Pharmaceutical vs Therapeutic Care

There is a growing movement spanning the globe, whose advocates discourage the use of some medicines or combination of medicines and promote the use of therapeutic interventions first and foremost. The movement stems from a concern about the overuse and potential abuse of certain medications, and the off-label use of medications for challenging behaviors. At the forefront of this concern is the use of antipsychotics.

Antipsychotic medicines are most often prescribed for people with I/DD and often successfully manage psychopathology, however there is less evidence supporting the role of antipsychotics in addressing challenging behaviors and growing evidence of the risk of harm[3] to individuals for whom antipsychotics may not present an appropriate first line of defense. In 2015, the National Institute for Health issued guidelines about appropriate responses to challenging behaviors in adults with intellectual or developmental disabilities. These guidelines stipulated that antipsychotic medication should only be considered when all other courses of action, including psychological therapeutic intervention, are not successful in managing challenging behaviors within an agreed-upon timeframe and/or the risk to the individual or other people is very severe[4].

Realistically, a balance between pharmaceutical and therapeutic care is the best approach for many individuals, and a pure pharmaceutical approach will almost never be the best approach.

Future of Pharmaceutical Care for the I/DD Population

Pharmacy care is evolving such that pharmacists are becoming more culturally sensitive to the needs of the different populations they serve, extending beyond race and ethnicity to individuals with I/DD.

Patient and especially caregiver education is likely to take on heightened focus for pharmacists as risks must be mitigated, and caregivers are key in minimizing those risks.

More integrated pharmacy models are on the horizon, where pharmacy care for the people with I/DD will be much more accessible, driven by pharmacists who are expertly attuned to this population.

CDS Life Transitions recently embraced an opportunity to innovate in the pharmaceutical space, launching an initial rollout of CDS Rx pharmaceutical services. CDS Rx is an integrated pharmacy model, designed to deliver more expert, consistent, and personalized pharmaceutical care to the I/DD community who utilize the agency’s diverse services.
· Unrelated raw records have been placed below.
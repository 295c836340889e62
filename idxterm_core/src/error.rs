use miette::Diagnostic;
use thiserror::Error;

#[derive(Debug, Diagnostic, Error)]
#[non_exhaustive]
pub enum IdxError {
	#[error(transparent)]
	#[diagnostic(code(idxterm::io_error))]
	Io(#[from] std::io::Error),

	#[error("malformed language attribute: `{value}`")]
	#[diagnostic(
		code(idxterm::malformed_language),
		help("language attributes must start with a language and region code, e.g. `en-US`")
	)]
	MalformedLanguage { value: String },

	#[error("failed to read markup at byte {position}: {reason}")]
	#[diagnostic(code(idxterm::xml))]
	Xml { position: usize, reason: String },

	#[error("failed to parse config file: {0}")]
	#[diagnostic(
		code(idxterm::config_parse),
		help("check that idxterm.toml is valid TOML with [elements], [exclude] and/or [include] sections")
	)]
	ConfigParse(String),

	#[error("file too large: `{path}` is {size} bytes (limit: {limit} bytes)")]
	#[diagnostic(
		code(idxterm::file_too_large),
		help("increase `max_file_size` in idxterm.toml or exclude this file")
	)]
	FileTooLarge { path: String, size: u64, limit: u64 },

	#[error("symlink cycle detected at: `{path}`")]
	#[diagnostic(
		code(idxterm::symlink_cycle),
		help("remove the circular symlink or exclude this path")
	)]
	SymlinkCycle { path: String },
}

pub type IdxResult<T> = Result<T, IdxError>;
pub type AnyError = Box<dyn std::error::Error>;
pub type AnyEmptyResult = Result<(), AnyError>;
pub type AnyResult<T> = Result<T, AnyError>;
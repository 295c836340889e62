/// Append a character-data fragment to `slot`.
///
/// Each fragment is trimmed on its own before it is appended, without a
/// separator, so a whitespace-only fragment contributes nothing. Returns
/// `true` when the slot changed.
pub fn accumulate_text(slot: &mut Option<String>, fragment: &str) -> bool {
	let fragment = fragment.trim();
	if fragment.is_empty() {
		return false;
	}

	match slot {
		Some(text) => text.push_str(fragment),
		None => *slot = Some(fragment.to_string()),
	}

	true
}
use derive_more::Deref;
use derive_more::DerefMut;

/// Attributes of a start element, in source order.
#[derive(Debug, Clone, Default, PartialEq, Eq, Deref, DerefMut)]
pub struct Attributes(Vec<(String, String)>);

impl Attributes {
	pub fn new() -> Self {
		Self::default()
	}

	/// Value of the first attribute with the given qualified name.
	pub fn get(&self, name: &str) -> Option<&str> {
		self.0
			.iter()
			.find(|(key, _)| key == name)
			.map(|(_, value)| value.as_str())
	}

	pub fn insert(&mut self, name: impl Into<String>, value: impl Into<String>) {
		self.0.push((name.into(), value.into()));
	}
}

impl<K: Into<String>, V: Into<String>> FromIterator<(K, V)> for Attributes {
	fn from_iter<I: IntoIterator<Item = (K, V)>>(iter: I) -> Self {
		Self(
			iter.into_iter()
				.map(|(key, value)| (key.into(), value.into()))
				.collect(),
		)
	}
}

/// A markup parse event, delivered strictly in document order.
#[derive(Debug, Clone, PartialEq, Eq)]
#[non_exhaustive]
#[allow(variant_size_differences)]
pub enum MarkupEvent {
	/// An element opened. `name` is the local name without a namespace
	/// prefix.
	Start { name: String, attributes: Attributes },
	/// An element closed.
	End { name: String },
	/// A fragment of character data. One logical text run may arrive as
	/// several fragments.
	Text(String),
}

impl MarkupEvent {
	pub fn start(name: impl Into<String>) -> Self {
		Self::Start {
			name: name.into(),
			attributes: Attributes::new(),
		}
	}

	pub fn start_with(name: impl Into<String>, attributes: Attributes) -> Self {
		Self::Start {
			name: name.into(),
			attributes,
		}
	}

	pub fn end(name: impl Into<String>) -> Self {
		Self::End { name: name.into() }
	}

	pub fn text(fragment: impl Into<String>) -> Self {
		Self::Text(fragment.into())
	}
}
Such a model will allow for greater patient oversight and will foster stronger patient, caregiver and pharmacy relationships, ultimately delivering greater quality of life for people with intellectual and developmental disabilities.


[1] Pharmacy Today, Beyond limits: Caring for patients with disabilities; Innovations/Volume 26, Issue 4, pages 24-28, April 1, 2020; Loren Bonner & Aina Abell

[2] Therapeutic Advances in Drug Safety, 2018 September; 9 (9): 535-557; “Medication use and potentially inappropriate prescribing in older adults with ID: a neglected area of research”; Maire O’Dwyer, Phillip McCallion, Mary McCarron and Martin Henman.

[3] Therapeutic Advances in Drug Safety, 2018 September; 9 (9): 535-557; “Medication use and potentially inappropriate prescribing in older adults with ID: a neglected area of research”; Maire O’Dwyer, Phillip McCallion, Mary McCarron and Martin Henman.

[4] Therapeutic Advances in Drug Safety, 2018 September; 9 (9): 535-557; “Medication use and potentially inappropriate prescribing in older adults with ID: a neglected area of research”; Maire O’Dwyer, Phillip McCallion, Mary McCarron and Martin Henman.